▶ [Dataset content]:

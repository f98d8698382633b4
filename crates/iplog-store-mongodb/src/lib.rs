// # MongoDB Storage Backend
//
// This crate provides the MongoDB implementation of `IpStore` for the
// iplog worker.
//
// ## Behavior
//
// - One `update` command per class per cycle (unordered, upsert per address)
// - `$setOnInsert` writes `first_seen` only when the document is created
// - `$max` advances `last_seen` and never moves it backwards
// - A unique index on `ip` in each collection backs the one-record-per-address rule
// - Duplicate key errors (code 11000) surface as `Error::DuplicateKey` so the
//   coordinator retries the batch, which then resolves to updates
// - A `writeConcernError` in the reply surfaces as `Error::StorageUnavailable`
// - `mongodb+srv://` clients are built on first use, so SRV lookup failures
//   are retried like any other outage
// - No retry logic here: one attempt per call, retries belong to `UpsertCoordinator`
//
// ## Security
//
// The connection string may carry credentials. It is never logged verbatim;
// see `redact_uri`.
//
// ## Command Reference
//
// ```text
// { update: "<collection>",
//   updates: [ { q: { ip }, u: { $max: { last_seen }, $setOnInsert: { first_seen } }, upsert: true }, ... ],
//   ordered: false }
// ```

use async_trait::async_trait;
use chrono::{DateTime, Utc};
use iplog_core::config::{CollectionNames, StorageConfig};
use iplog_core::extract::AddressClass;
use iplog_core::traits::{AddressRecord, IpStore, IpStoreFactory, UpsertCounts};
use iplog_core::{Error, Result, StoreRegistry};
use mongodb::bson::{self, Bson, Document, doc};
use mongodb::error::{ErrorKind, WriteFailure};
use mongodb::options::{ClientOptions, IndexOptions};
use mongodb::{Client, Collection, Database, IndexModel};
use std::sync::Arc;
use std::time::Duration;
use tokio::sync::OnceCell;

/// Server error code for a unique index violation
const DUPLICATE_KEY_CODE: i32 = 11000;

/// Statements per `update` command
///
/// Well below the server's maxWriteBatchSize so a batch also stays far
/// from the 16 MiB command limit.
const MAX_STATEMENTS_PER_COMMAND: usize = 10_000;

/// Application name reported to the server
const APP_NAME: &str = "iplogd";

/// MongoDB-backed IpStore
///
/// Holds one long-lived client; the driver pools connections internally and
/// reconnects on its own after outages.
///
/// For `mongodb+srv://` URIs the client is built on first use, because
/// parsing such a URI resolves SRV and TXT records. A DNS failure then
/// surfaces from [`IpStore::ping`] as a retryable error instead of failing
/// store construction.
pub struct MongoIpStore {
    client: OnceCell<Client>,
    uri: String,
    database: String,
    collections: CollectionNames,
    timeout: Duration,
}

// Custom Debug implementation that hides credentials in the URI
impl std::fmt::Debug for MongoIpStore {
    fn fmt(&self, f: &mut std::fmt::Formatter<'_>) -> std::fmt::Result {
        f.debug_struct("MongoIpStore")
            .field("uri", &redact_uri(&self.uri))
            .field("database", &self.database)
            .field("collections", &self.collections)
            .field("connected", &self.client.initialized())
            .finish()
    }
}

impl MongoIpStore {
    /// Build a store from a connection string
    ///
    /// No connection is made here; the first [`IpStore::ping`] is where an
    /// unreachable server shows up. Plain `mongodb://` URIs are parsed right
    /// away so a malformed one is reported as a configuration error.
    pub async fn connect(
        uri: &str,
        database: &str,
        collections: CollectionNames,
        timeout: Duration,
    ) -> Result<Self> {
        let client = if uri.starts_with("mongodb+srv://") {
            OnceCell::new()
        } else {
            OnceCell::new_with(Some(build_client(uri, timeout).await?))
        };

        tracing::info!(
            "MongoDB store configured: {} (database: {})",
            redact_uri(uri),
            database
        );

        Ok(Self {
            client,
            uri: uri.to_string(),
            database: database.to_string(),
            collections,
            timeout,
        })
    }

    async fn database(&self) -> Result<Database> {
        let client = self
            .client
            .get_or_try_init(|| build_client(&self.uri, self.timeout))
            .await?;
        Ok(client.database(&self.database))
    }

    async fn collection(&self, class: AddressClass) -> Result<Collection<Document>> {
        Ok(self.database().await?.collection(self.collections.name(class)))
    }
}

/// Parse `uri` and create a driver client (does not connect)
async fn build_client(uri: &str, timeout: Duration) -> Result<Client> {
    let mut options = ClientOptions::parse(uri).await.map_err(map_error)?;
    options.app_name = Some(APP_NAME.to_string());
    options.connect_timeout = Some(timeout);
    options.server_selection_timeout = Some(timeout);

    Client::with_options(options).map_err(map_error)
}

#[async_trait]
impl IpStore for MongoIpStore {
    fn backend_name(&self) -> &'static str {
        "mongodb"
    }

    async fn ping(&self) -> Result<()> {
        self.database()
            .await?
            .run_command(doc! { "ping": 1 })
            .await
            .map_err(map_error)?;
        Ok(())
    }

    async fn ensure_unique_index(&self, class: AddressClass) -> Result<()> {
        let index = IndexModel::builder()
            .keys(doc! { "ip": 1 })
            .options(IndexOptions::builder().unique(true).build())
            .build();

        self.collection(class)
            .await?
            .create_index(index)
            .await
            .map_err(map_error)?;

        tracing::debug!("Unique ip index ensured on {}", self.collections.name(class));
        Ok(())
    }

    async fn bulk_upsert(
        &self,
        class: AddressClass,
        ips: &[String],
        seen_at: DateTime<Utc>,
    ) -> Result<UpsertCounts> {
        let name = self.collections.name(class);
        let database = self.database().await?;
        let mut counts = UpsertCounts::default();

        for batch in ips.chunks(MAX_STATEMENTS_PER_COMMAND) {
            let command = build_upsert_command(name, batch, seen_at);
            let reply = database
                .run_command(command)
                .await
                .map_err(map_error)?;
            counts += parse_update_reply(&reply)?;
        }

        Ok(counts)
    }

    async fn get_record(&self, class: AddressClass, ip: &str) -> Result<Option<AddressRecord>> {
        let found = self
            .collection(class)
            .await?
            .find_one(doc! { "ip": ip })
            .await
            .map_err(map_error)?;

        found.as_ref().map(record_from_document).transpose()
    }

    async fn count(&self, class: AddressClass) -> Result<u64> {
        self.collection(class)
            .await?
            .count_documents(doc! {})
            .await
            .map_err(map_error)
    }

    async fn flush(&self) -> Result<()> {
        // Writes are acknowledged before bulk_upsert returns
        Ok(())
    }
}

/// Build the unordered upsert command for one batch
pub fn build_upsert_command(collection: &str, ips: &[String], seen_at: DateTime<Utc>) -> Document {
    let seen_at = bson::DateTime::from_millis(seen_at.timestamp_millis());

    let updates: Vec<Bson> = ips
        .iter()
        .map(|ip| {
            Bson::Document(doc! {
                "q": { "ip": ip.as_str() },
                "u": {
                    "$max": { "last_seen": seen_at },
                    "$setOnInsert": { "first_seen": seen_at },
                },
                "upsert": true,
            })
        })
        .collect();

    doc! {
        "update": collection,
        "updates": updates,
        "ordered": false,
    }
}

/// Turn an `update` command reply into inserted/updated counts
///
/// `n` counts matched plus upserted statements, so updates are `n` minus
/// the length of `upserted`.
pub fn parse_update_reply(reply: &Document) -> Result<UpsertCounts> {
    if let Ok(errors) = reply.get_array("writeErrors")
        && let Some(first) = errors.first()
    {
        let (code, message) = match first {
            Bson::Document(err) => (
                err.get_i32("code").unwrap_or_default(),
                err.get_str("errmsg").unwrap_or("unknown write error").to_string(),
            ),
            other => (0, other.to_string()),
        };

        return Err(if code == DUPLICATE_KEY_CODE {
            Error::duplicate_key(message)
        } else {
            Error::storage(format!(
                "{} of the batch failed, first error (code {}): {}",
                errors.len(),
                code,
                message
            ))
        });
    }

    if let Ok(concern) = reply.get_document("writeConcernError") {
        let message = concern.get_str("errmsg").unwrap_or("write concern not satisfied");
        return Err(Error::storage_unavailable(format!(
            "Write concern error (code {}): {}",
            concern.get_i32("code").unwrap_or_default(),
            message
        )));
    }

    let n = reply
        .get("n")
        .and_then(as_count)
        .ok_or_else(|| Error::storage("update reply is missing 'n'"))?;
    let inserted = reply
        .get_array("upserted")
        .map(|upserted| upserted.len() as u64)
        .unwrap_or(0);

    Ok(UpsertCounts::new(inserted, n.saturating_sub(inserted)))
}

/// Convert a stored document into an [`AddressRecord`]
///
/// Timestamps are BSON dates. Documents holding epoch seconds as numbers
/// are read as well.
pub fn record_from_document(document: &Document) -> Result<AddressRecord> {
    let ip = document
        .get_str("ip")
        .map_err(|e| Error::storage(format!("record without ip: {}", e)))?;

    let first_seen = document
        .get("first_seen")
        .and_then(as_datetime)
        .ok_or_else(|| Error::storage(format!("record {} has no valid first_seen", ip)))?;
    let last_seen = document
        .get("last_seen")
        .and_then(as_datetime)
        .ok_or_else(|| Error::storage(format!("record {} has no valid last_seen", ip)))?;

    Ok(AddressRecord {
        ip: ip.to_string(),
        first_seen,
        last_seen,
    })
}

fn as_count(value: &Bson) -> Option<u64> {
    match value {
        Bson::Int32(n) => u64::try_from(*n).ok(),
        Bson::Int64(n) => u64::try_from(*n).ok(),
        Bson::Double(n) if *n >= 0.0 => Some(*n as u64),
        _ => None,
    }
}

fn as_datetime(value: &Bson) -> Option<DateTime<Utc>> {
    match value {
        Bson::DateTime(dt) => DateTime::from_timestamp_millis(dt.timestamp_millis()),
        Bson::Double(secs) => DateTime::from_timestamp_millis((*secs * 1000.0) as i64),
        Bson::Int64(secs) => DateTime::from_timestamp(*secs, 0),
        Bson::Int32(secs) => DateTime::from_timestamp(i64::from(*secs), 0),
        _ => None,
    }
}

/// Map a driver error onto the worker's error kinds
///
/// Bad connection strings are configuration errors; duplicate keys are
/// reported as such; any other server-side command failure is permanent.
/// Everything else (server selection, I/O, pool resets) is treated as the
/// backend being unavailable.
fn map_error(err: mongodb::error::Error) -> Error {
    match err.kind.as_ref() {
        ErrorKind::InvalidArgument { message, .. } => {
            Error::config(format!("Invalid MongoDB configuration: {}", message))
        }
        ErrorKind::Command(command) if command.code == DUPLICATE_KEY_CODE => {
            Error::duplicate_key(command.message.clone())
        }
        ErrorKind::Write(WriteFailure::WriteError(write)) if write.code == DUPLICATE_KEY_CODE => {
            Error::duplicate_key(write.message.clone())
        }
        ErrorKind::Command(command) => Error::storage(format!(
            "MongoDB command failed ({}): {}",
            command.code, command.message
        )),
        _ => Error::storage_unavailable(err.to_string()),
    }
}

/// Replace the password in `user:password@` with `***`
pub fn redact_uri(uri: &str) -> String {
    let Some(scheme_end) = uri.find("://").map(|i| i + 3) else {
        return uri.to_string();
    };
    let authority_end = uri[scheme_end..]
        .find('/')
        .map(|i| scheme_end + i)
        .unwrap_or(uri.len());
    let authority = &uri[scheme_end..authority_end];

    match authority.rfind('@') {
        Some(at) => {
            let user = authority[..at].split(':').next().unwrap_or_default();
            format!(
                "{}{}:***{}",
                &uri[..scheme_end],
                user,
                &uri[scheme_end + at..]
            )
        }
        None => uri.to_string(),
    }
}

/// Factory for creating MongoDB stores
pub struct MongoIpStoreFactory;

#[async_trait]
impl IpStoreFactory for MongoIpStoreFactory {
    async fn create(&self, config: &StorageConfig) -> Result<Arc<dyn IpStore>> {
        match config {
            StorageConfig::Mongodb {
                uri,
                database,
                collections,
                timeout_secs,
            } => {
                let store = MongoIpStore::connect(
                    uri,
                    database,
                    collections.clone(),
                    Duration::from_secs(*timeout_secs),
                )
                .await?;
                Ok(Arc::new(store))
            }
            other => Err(Error::config(format!(
                "MongoDB store cannot be built from '{}' configuration",
                other.type_name()
            ))),
        }
    }
}

/// Register the MongoDB backend with a registry
///
/// # Example
///
/// ```rust
/// use iplog_core::StoreRegistry;
///
/// let registry = StoreRegistry::with_builtin();
/// iplog_store_mongodb::register(&registry);
/// assert!(registry.has_store("mongodb"));
/// ```
pub fn register(registry: &StoreRegistry) {
    registry.register_store("mongodb", Box::new(MongoIpStoreFactory));
}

▶ [Action item]: Set down exactly the lines above that run from the start of the listing to the line with "- Duplicate key". Leave out every later line.

▶ [Response]:
repository f98d8698382633b4
filename crates/iplog-store-mongodb/src/lib.rs
// # MongoDB Storage Backend
//
// This crate provides the MongoDB implementation of `IpStore` for the
// iplog worker.
//
// ## Behavior
//
// - One `update` command per class per cycle (unordered, upsert per address)
// - `$setOnInsert` writes `first_seen` only when the document is created
// - `$max` advances `last_seen` and never moves it backwards
// - A unique index on `ip` in each collection backs the one-record-per-address rule
// - Duplicate key errors (code 11000) surface as `Error::DuplicateKey` so the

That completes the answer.